WHAT THE EXERCISE ASKS: Below is a block of entries; repeat exactly the lines starting at the line that contains "pub fn for_url(url: impl" and ending at the line that contains "pub fn content(node: NodeRef, cached_url: impl", both included.
[[ AVAILABLE DATA open ]]
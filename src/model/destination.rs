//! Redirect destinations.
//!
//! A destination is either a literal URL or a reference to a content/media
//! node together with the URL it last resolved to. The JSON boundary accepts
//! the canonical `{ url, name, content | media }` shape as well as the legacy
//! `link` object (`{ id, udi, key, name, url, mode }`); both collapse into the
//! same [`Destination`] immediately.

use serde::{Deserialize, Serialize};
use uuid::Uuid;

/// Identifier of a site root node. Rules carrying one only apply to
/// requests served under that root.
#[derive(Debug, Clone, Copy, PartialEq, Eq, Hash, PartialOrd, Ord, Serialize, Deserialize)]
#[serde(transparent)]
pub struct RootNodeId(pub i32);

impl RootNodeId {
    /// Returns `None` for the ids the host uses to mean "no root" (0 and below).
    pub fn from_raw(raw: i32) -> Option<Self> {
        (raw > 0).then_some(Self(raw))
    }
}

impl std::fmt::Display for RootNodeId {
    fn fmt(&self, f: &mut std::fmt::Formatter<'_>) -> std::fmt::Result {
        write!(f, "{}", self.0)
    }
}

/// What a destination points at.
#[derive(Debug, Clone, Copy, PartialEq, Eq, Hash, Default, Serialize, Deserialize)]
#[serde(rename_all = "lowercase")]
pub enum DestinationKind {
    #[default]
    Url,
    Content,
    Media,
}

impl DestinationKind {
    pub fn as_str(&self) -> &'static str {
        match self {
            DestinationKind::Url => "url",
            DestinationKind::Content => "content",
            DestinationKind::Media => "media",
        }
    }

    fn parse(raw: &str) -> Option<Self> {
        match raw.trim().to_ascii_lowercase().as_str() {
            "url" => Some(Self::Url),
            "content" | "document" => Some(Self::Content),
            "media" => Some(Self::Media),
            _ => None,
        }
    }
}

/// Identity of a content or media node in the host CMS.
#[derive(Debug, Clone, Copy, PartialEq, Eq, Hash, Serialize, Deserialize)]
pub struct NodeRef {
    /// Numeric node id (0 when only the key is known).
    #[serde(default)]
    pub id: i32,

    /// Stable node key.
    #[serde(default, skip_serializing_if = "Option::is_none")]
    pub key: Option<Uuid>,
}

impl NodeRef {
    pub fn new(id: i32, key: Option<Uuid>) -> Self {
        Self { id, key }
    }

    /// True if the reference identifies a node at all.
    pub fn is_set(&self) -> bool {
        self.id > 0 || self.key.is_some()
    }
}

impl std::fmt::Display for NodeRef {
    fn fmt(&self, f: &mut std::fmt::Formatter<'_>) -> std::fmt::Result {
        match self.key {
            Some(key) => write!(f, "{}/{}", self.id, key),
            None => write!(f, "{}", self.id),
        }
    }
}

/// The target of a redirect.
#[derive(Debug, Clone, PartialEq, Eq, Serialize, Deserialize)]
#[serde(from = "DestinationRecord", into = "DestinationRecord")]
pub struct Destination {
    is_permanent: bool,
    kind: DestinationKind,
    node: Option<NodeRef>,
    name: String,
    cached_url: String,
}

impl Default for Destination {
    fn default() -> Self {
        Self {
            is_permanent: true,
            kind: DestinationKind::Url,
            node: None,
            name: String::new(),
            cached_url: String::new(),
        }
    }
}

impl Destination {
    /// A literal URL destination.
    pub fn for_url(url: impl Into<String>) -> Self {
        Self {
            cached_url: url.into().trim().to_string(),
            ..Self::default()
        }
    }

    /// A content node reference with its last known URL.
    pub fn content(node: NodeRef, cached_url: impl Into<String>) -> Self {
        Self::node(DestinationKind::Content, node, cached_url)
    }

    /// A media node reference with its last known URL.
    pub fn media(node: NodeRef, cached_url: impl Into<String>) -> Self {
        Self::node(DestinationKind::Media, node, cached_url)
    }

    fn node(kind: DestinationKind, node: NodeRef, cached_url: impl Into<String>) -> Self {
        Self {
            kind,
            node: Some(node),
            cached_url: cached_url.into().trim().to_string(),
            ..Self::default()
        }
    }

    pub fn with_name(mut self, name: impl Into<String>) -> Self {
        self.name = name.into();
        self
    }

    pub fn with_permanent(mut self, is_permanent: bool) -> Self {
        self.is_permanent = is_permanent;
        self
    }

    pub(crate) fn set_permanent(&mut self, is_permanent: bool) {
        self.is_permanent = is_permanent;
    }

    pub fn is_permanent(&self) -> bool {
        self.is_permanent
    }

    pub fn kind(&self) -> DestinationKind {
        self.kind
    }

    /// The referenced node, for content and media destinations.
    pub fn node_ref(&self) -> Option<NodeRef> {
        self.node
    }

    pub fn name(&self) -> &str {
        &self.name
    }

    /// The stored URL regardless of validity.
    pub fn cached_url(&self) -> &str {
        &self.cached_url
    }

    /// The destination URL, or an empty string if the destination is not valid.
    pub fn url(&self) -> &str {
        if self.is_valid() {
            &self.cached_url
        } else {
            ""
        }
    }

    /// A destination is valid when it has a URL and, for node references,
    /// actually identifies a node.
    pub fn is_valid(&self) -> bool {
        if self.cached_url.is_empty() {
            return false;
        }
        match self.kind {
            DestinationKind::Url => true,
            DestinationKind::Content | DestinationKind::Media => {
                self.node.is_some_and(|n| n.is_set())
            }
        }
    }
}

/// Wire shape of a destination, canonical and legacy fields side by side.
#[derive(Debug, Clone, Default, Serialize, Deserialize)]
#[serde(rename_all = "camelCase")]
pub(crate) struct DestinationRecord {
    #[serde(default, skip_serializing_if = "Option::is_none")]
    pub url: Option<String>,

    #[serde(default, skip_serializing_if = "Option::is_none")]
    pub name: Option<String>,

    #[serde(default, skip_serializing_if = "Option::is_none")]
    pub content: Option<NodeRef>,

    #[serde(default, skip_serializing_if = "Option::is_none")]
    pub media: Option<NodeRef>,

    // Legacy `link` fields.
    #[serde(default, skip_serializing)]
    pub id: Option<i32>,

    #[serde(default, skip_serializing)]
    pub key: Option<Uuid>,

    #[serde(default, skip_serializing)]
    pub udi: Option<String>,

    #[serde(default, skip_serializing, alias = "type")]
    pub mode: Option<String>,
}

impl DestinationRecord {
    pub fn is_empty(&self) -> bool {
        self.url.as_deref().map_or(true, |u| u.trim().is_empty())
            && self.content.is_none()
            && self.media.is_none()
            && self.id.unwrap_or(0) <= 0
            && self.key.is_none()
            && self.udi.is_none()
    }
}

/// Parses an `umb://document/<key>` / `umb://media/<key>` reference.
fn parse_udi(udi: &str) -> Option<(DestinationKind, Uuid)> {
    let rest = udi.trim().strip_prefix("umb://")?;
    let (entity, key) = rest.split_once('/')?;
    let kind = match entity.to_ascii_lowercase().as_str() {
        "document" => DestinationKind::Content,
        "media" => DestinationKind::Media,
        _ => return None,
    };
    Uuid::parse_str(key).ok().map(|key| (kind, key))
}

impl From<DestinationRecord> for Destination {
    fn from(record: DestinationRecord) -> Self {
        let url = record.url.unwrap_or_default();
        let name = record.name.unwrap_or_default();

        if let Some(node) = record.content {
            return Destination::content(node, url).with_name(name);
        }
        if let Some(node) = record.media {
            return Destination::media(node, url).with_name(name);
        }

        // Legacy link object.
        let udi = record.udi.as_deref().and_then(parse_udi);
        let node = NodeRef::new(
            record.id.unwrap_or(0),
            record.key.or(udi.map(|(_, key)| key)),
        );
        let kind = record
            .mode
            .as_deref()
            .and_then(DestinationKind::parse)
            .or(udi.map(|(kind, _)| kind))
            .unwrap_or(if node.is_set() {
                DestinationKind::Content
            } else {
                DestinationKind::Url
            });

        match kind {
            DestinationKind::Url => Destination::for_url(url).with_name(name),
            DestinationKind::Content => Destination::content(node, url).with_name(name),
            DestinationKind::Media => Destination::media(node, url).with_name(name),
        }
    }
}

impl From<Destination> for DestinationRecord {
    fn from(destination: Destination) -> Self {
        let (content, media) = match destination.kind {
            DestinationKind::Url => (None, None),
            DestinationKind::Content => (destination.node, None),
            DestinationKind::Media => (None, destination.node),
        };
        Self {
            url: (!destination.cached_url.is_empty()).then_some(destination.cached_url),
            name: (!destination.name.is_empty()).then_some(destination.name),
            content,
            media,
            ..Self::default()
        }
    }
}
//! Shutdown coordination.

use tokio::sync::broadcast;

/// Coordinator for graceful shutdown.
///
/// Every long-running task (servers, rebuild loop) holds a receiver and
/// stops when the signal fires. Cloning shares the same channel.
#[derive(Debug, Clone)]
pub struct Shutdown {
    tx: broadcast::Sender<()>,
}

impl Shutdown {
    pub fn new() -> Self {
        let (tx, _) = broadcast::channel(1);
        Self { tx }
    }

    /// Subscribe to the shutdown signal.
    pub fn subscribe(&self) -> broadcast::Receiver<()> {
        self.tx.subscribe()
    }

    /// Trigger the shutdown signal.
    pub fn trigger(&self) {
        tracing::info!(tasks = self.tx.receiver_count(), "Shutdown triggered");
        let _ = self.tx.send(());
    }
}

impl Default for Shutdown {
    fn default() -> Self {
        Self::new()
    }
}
[[ AVAILABLE DATA closed ]]
ANSWER BOX:
    pub fn for_url(url: impl Into<String>) -> Self {
        Self {
            cached_url: url.into().trim().to_string(),
            ..Self::default()
        }
    }

    /// A content node reference with its last known URL.
    pub fn content(node: NodeRef, cached_url: impl Into<String>) -> Self {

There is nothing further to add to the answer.